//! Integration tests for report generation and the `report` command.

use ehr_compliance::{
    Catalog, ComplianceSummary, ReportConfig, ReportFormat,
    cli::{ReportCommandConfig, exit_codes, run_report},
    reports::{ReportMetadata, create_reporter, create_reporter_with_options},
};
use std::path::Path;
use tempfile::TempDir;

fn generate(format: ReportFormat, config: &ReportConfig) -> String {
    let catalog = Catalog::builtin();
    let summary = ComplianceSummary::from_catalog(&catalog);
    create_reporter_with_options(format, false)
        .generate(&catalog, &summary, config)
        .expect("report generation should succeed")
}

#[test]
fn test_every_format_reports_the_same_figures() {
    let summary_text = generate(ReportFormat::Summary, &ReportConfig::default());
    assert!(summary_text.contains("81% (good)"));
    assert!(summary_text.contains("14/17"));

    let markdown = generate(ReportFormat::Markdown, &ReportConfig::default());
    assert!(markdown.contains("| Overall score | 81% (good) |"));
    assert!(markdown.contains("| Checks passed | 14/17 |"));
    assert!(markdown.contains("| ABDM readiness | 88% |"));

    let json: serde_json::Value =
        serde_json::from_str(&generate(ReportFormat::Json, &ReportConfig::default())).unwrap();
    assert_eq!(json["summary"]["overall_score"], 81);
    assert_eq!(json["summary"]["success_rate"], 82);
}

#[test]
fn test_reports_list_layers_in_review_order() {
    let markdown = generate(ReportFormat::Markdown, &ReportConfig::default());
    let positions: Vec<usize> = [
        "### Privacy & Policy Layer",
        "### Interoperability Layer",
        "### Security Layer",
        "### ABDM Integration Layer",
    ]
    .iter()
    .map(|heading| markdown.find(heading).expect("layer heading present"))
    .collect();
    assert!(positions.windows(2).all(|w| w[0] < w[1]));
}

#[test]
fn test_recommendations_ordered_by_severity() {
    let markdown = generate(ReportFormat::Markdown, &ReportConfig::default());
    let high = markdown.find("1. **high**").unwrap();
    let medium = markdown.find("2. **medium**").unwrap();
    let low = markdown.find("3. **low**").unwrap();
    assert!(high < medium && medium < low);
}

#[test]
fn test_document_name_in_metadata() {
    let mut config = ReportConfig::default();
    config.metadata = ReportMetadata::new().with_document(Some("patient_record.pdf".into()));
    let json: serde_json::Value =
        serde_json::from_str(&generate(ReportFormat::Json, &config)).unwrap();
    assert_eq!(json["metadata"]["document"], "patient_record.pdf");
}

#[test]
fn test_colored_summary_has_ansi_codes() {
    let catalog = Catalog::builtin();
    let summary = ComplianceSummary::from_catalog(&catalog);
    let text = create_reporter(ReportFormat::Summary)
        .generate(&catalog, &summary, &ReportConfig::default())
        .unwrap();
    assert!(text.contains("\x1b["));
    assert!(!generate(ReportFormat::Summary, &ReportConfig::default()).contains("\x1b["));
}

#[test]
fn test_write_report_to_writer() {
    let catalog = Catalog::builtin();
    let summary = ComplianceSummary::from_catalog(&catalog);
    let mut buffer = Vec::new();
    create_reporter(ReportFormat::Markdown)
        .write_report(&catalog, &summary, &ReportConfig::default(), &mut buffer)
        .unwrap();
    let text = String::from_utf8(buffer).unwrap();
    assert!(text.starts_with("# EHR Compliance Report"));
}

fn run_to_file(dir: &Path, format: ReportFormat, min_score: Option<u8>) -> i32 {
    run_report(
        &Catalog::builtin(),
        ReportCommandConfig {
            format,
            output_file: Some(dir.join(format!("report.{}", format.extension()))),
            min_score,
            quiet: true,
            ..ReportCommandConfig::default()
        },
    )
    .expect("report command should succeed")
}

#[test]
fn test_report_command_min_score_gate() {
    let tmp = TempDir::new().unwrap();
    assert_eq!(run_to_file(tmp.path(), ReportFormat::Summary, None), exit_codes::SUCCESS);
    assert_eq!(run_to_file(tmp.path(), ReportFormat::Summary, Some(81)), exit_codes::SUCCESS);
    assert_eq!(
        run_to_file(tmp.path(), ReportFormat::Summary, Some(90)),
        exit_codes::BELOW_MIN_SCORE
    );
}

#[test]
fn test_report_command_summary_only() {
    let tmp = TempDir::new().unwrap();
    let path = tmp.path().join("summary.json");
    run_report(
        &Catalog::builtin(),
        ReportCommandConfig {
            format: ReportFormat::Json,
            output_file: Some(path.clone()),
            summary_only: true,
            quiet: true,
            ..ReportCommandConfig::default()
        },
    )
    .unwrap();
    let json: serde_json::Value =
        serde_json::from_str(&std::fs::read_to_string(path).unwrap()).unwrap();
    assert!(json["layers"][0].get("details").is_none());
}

---

## WHAT THE TASK ASKS
Copy every line of the material, please, keeping it exactly the same.

## EXERCISE ANSWER
//! Integration tests for report generation and the `report` command.

use ehr_compliance::{
    Catalog, ComplianceSummary, ReportConfig, ReportFormat,
    cli::{ReportCommandConfig, exit_codes, run_report},
    reports::{ReportMetadata, create_reporter, create_reporter_with_options},
};
use std::path::Path;
use tempfile::TempDir;

fn generate(format: ReportFormat, config: &ReportConfig) -> String {
    let catalog = Catalog::builtin();
    let summary = ComplianceSummary::from_catalog(&catalog);
    create_reporter_with_options(format, false)
        .generate(&catalog, &summary, config)
        .expect("report generation should succeed")
}

#[test]
fn test_every_format_reports_the_same_figures() {
    let summary_text = generate(ReportFormat::Summary, &ReportConfig::default());
    assert!(summary_text.contains("81% (good)"));
    assert!(summary_text.contains("14/17"));

    let markdown = generate(ReportFormat::Markdown, &ReportConfig::default());
    assert!(markdown.contains("| Overall score | 81% (good) |"));
    assert!(markdown.contains("| Checks passed | 14/17 |"));
    assert!(markdown.contains("| ABDM readiness | 88% |"));

    let json: serde_json::Value =
        serde_json::from_str(&generate(ReportFormat::Json, &ReportConfig::default())).unwrap();
    assert_eq!(json["summary"]["overall_score"], 81);
    assert_eq!(json["summary"]["success_rate"], 82);
}

#[test]
fn test_reports_list_layers_in_review_order() {
    let markdown = generate(ReportFormat::Markdown, &ReportConfig::default());
    let positions: Vec<usize> = [
        "### Privacy & Policy Layer",
        "### Interoperability Layer",
        "### Security Layer",
        "### ABDM Integration Layer",
    ]
    .iter()
    .map(|heading| markdown.find(heading).expect("layer heading present"))
    .collect();
    assert!(positions.windows(2).all(|w| w[0] < w[1]));
}

#[test]
fn test_recommendations_ordered_by_severity() {
    let markdown = generate(ReportFormat::Markdown, &ReportConfig::default());
    let high = markdown.find("1. **high**").unwrap();
    let medium = markdown.find("2. **medium**").unwrap();
    let low = markdown.find("3. **low**").unwrap();
    assert!(high < medium && medium < low);
}

#[test]
fn test_document_name_in_metadata() {
    let mut config = ReportConfig::default();
    config.metadata = ReportMetadata::new().with_document(Some("patient_record.pdf".into()));
    let json: serde_json::Value =
        serde_json::from_str(&generate(ReportFormat::Json, &config)).unwrap();
    assert_eq!(json["metadata"]["document"], "patient_record.pdf");
}

#[test]
fn test_colored_summary_has_ansi_codes() {
    let catalog = Catalog::builtin();
    let summary = ComplianceSummary::from_catalog(&catalog);
    let text = create_reporter(ReportFormat::Summary)
        .generate(&catalog, &summary, &ReportConfig::default())
        .unwrap();
    assert!(text.contains("\x1b["));
    assert!(!generate(ReportFormat::Summary, &ReportConfig::default()).contains("\x1b["));
}

#[test]
fn test_write_report_to_writer() {
    let catalog = Catalog::builtin();
    let summary = ComplianceSummary::from_catalog(&catalog);
    let mut buffer = Vec::new();
    create_reporter(ReportFormat::Markdown)
        .write_report(&catalog, &summary, &ReportConfig::default(), &mut buffer)
        .unwrap();
    let text = String::from_utf8(buffer).unwrap();
    assert!(text.starts_with("# EHR Compliance Report"));
}

fn run_to_file(dir: &Path, format: ReportFormat, min_score: Option<u8>) -> i32 {
    run_report(
        &Catalog::builtin(),
        ReportCommandConfig {
            format,
            output_file: Some(dir.join(format!("report.{}", format.extension()))),
            min_score,
            quiet: true,
            ..ReportCommandConfig::default()
        },
    )
    .expect("report command should succeed")
}

#[test]
fn test_report_command_min_score_gate() {
    let tmp = TempDir::new().unwrap();
    assert_eq!(run_to_file(tmp.path(), ReportFormat::Summary, None), exit_codes::SUCCESS);
    assert_eq!(run_to_file(tmp.path(), ReportFormat::Summary, Some(81)), exit_codes::SUCCESS);
    assert_eq!(
        run_to_file(tmp.path(), ReportFormat::Summary, Some(90)),
        exit_codes::BELOW_MIN_SCORE
    );
}

#[test]
fn test_report_command_summary_only() {
    let tmp = TempDir::new().unwrap();
    let path = tmp.path().join("summary.json");
    run_report(
        &Catalog::builtin(),
        ReportCommandConfig {
            format: ReportFormat::Json,
            output_file: Some(path.clone()),
            summary_only: true,
            quiet: true,
            ..ReportCommandConfig::default()
        },
    )
    .unwrap();
    let json: serde_json::Value =
        serde_json::from_str(&std::fs::read_to_string(path).unwrap()).unwrap();
    assert!(json["layers"][0].get("details").is_none());
}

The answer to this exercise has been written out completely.